An exact restatement of the records below is expected.
Record set Block Start
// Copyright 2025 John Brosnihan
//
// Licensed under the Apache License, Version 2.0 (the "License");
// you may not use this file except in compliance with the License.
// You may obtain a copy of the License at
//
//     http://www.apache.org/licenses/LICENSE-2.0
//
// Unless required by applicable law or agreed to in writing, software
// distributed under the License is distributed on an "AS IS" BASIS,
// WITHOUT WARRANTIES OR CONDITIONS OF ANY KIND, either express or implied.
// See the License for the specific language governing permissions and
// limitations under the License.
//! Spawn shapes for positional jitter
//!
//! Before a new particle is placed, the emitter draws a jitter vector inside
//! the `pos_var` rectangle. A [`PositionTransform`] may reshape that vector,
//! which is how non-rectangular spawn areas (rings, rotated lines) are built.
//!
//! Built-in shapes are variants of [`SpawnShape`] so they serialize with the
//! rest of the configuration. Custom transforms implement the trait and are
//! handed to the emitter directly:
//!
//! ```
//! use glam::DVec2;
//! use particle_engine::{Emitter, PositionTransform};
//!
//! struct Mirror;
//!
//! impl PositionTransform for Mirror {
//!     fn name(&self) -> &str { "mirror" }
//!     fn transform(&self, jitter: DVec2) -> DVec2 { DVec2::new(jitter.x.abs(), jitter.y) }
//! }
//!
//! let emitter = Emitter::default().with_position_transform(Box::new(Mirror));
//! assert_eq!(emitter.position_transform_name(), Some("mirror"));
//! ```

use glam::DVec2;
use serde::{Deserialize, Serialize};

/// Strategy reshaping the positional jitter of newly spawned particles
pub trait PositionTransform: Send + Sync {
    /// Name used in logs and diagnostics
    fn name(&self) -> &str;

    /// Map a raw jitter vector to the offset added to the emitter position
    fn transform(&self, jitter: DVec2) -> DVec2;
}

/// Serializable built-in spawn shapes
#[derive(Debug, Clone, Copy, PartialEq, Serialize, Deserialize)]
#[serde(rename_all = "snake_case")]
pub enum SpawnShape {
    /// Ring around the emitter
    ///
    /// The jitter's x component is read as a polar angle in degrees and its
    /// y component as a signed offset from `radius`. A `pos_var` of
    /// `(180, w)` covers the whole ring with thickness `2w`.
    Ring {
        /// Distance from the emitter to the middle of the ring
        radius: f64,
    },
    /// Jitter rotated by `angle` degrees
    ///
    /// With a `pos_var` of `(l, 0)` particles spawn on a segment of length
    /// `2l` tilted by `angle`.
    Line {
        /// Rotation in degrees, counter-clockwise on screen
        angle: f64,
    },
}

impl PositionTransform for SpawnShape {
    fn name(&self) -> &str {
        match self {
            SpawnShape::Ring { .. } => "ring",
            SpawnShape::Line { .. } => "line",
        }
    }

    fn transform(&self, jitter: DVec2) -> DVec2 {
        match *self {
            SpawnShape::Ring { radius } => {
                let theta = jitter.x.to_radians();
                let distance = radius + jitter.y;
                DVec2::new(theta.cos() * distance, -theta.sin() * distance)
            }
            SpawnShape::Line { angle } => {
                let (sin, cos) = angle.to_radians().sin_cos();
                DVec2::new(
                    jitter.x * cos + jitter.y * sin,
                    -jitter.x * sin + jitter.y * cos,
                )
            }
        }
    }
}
Record set Block End
- [Problem solution]
// Copyright 2025 John Brosnihan
//
// Licensed under the Apache License, Version 2.0 (the "License");
// you may not use this file except in compliance with the License.
// You may obtain a copy of the License at
//
//     http://www.apache.org/licenses/LICENSE-2.0
//
// Unless required by applicable law or agreed to in writing, software
// distributed under the License is distributed on an "AS IS" BASIS,
// WITHOUT WARRANTIES OR CONDITIONS OF ANY KIND, either express or implied.
// See the License for the specific language governing permissions and
// limitations under the License.
//! Spawn shapes for positional jitter
//!
//! Before a new particle is placed, the emitter draws a jitter vector inside
//! the `pos_var` rectangle. A [`PositionTransform`] may reshape that vector,
//! which is how non-rectangular spawn areas (rings, rotated lines) are built.
//!
//! Built-in shapes are variants of [`SpawnShape`] so they serialize with the
//! rest of the configuration. Custom transforms implement the trait and are
//! handed to the emitter directly:
//!
//! ```
//! use glam::DVec2;
//! use particle_engine::{Emitter, PositionTransform};
//!
//! struct Mirror;
//!
//! impl PositionTransform for Mirror {
//!     fn name(&self) -> &str { "mirror" }
//!     fn transform(&self, jitter: DVec2) -> DVec2 { DVec2::new(jitter.x.abs(), jitter.y) }
//! }
//!
//! let emitter = Emitter::default().with_position_transform(Box::new(Mirror));
//! assert_eq!(emitter.position_transform_name(), Some("mirror"));
//! ```

use glam::DVec2;
use serde::{Deserialize, Serialize};

/// Strategy reshaping the positional jitter of newly spawned particles
pub trait PositionTransform: Send + Sync {
    /// Name used in logs and diagnostics
    fn name(&self) -> &str;

    /// Map a raw jitter vector to the offset added to the emitter position
    fn transform(&self, jitter: DVec2) -> DVec2;
}

/// Serializable built-in spawn shapes
#[derive(Debug, Clone, Copy, PartialEq, Serialize, Deserialize)]
#[serde(rename_all = "snake_case")]
pub enum SpawnShape {
    /// Ring around the emitter
    ///
    /// The jitter's x component is read as a polar angle in degrees and its
    /// y component as a signed offset from `radius`. A `pos_var` of
    /// `(180, w)` covers the whole ring with thickness `2w`.
    Ring {
        /// Distance from the emitter to the middle of the ring
        radius: f64,
    },
    /// Jitter rotated by `angle` degrees
    ///
    /// With a `pos_var` of `(l, 0)` particles spawn on a segment of length
    /// `2l` tilted by `angle`.
    Line {
        /// Rotation in degrees, counter-clockwise on screen
        angle: f64,
    },
}

impl PositionTransform for SpawnShape {
    fn name(&self) -> &str {
        match self {
            SpawnShape::Ring { .. } => "ring",
            SpawnShape::Line { .. } => "line",
        }
    }

    fn transform(&self, jitter: DVec2) -> DVec2 {
        match *self {
            SpawnShape::Ring { radius } => {
                let theta = jitter.x.to_radians();
                let distance = radius + jitter.y;
                DVec2::new(theta.cos() * distance, -theta.sin() * distance)
            }
            SpawnShape::Line { angle } => {
                let (sin, cos) = angle.to_radians().sin_cos();
                DVec2::new(
                    jitter.x * cos + jitter.y * sin,
                    -jitter.x * sin + jitter.y * cos,
                )
            }
        }
    }
}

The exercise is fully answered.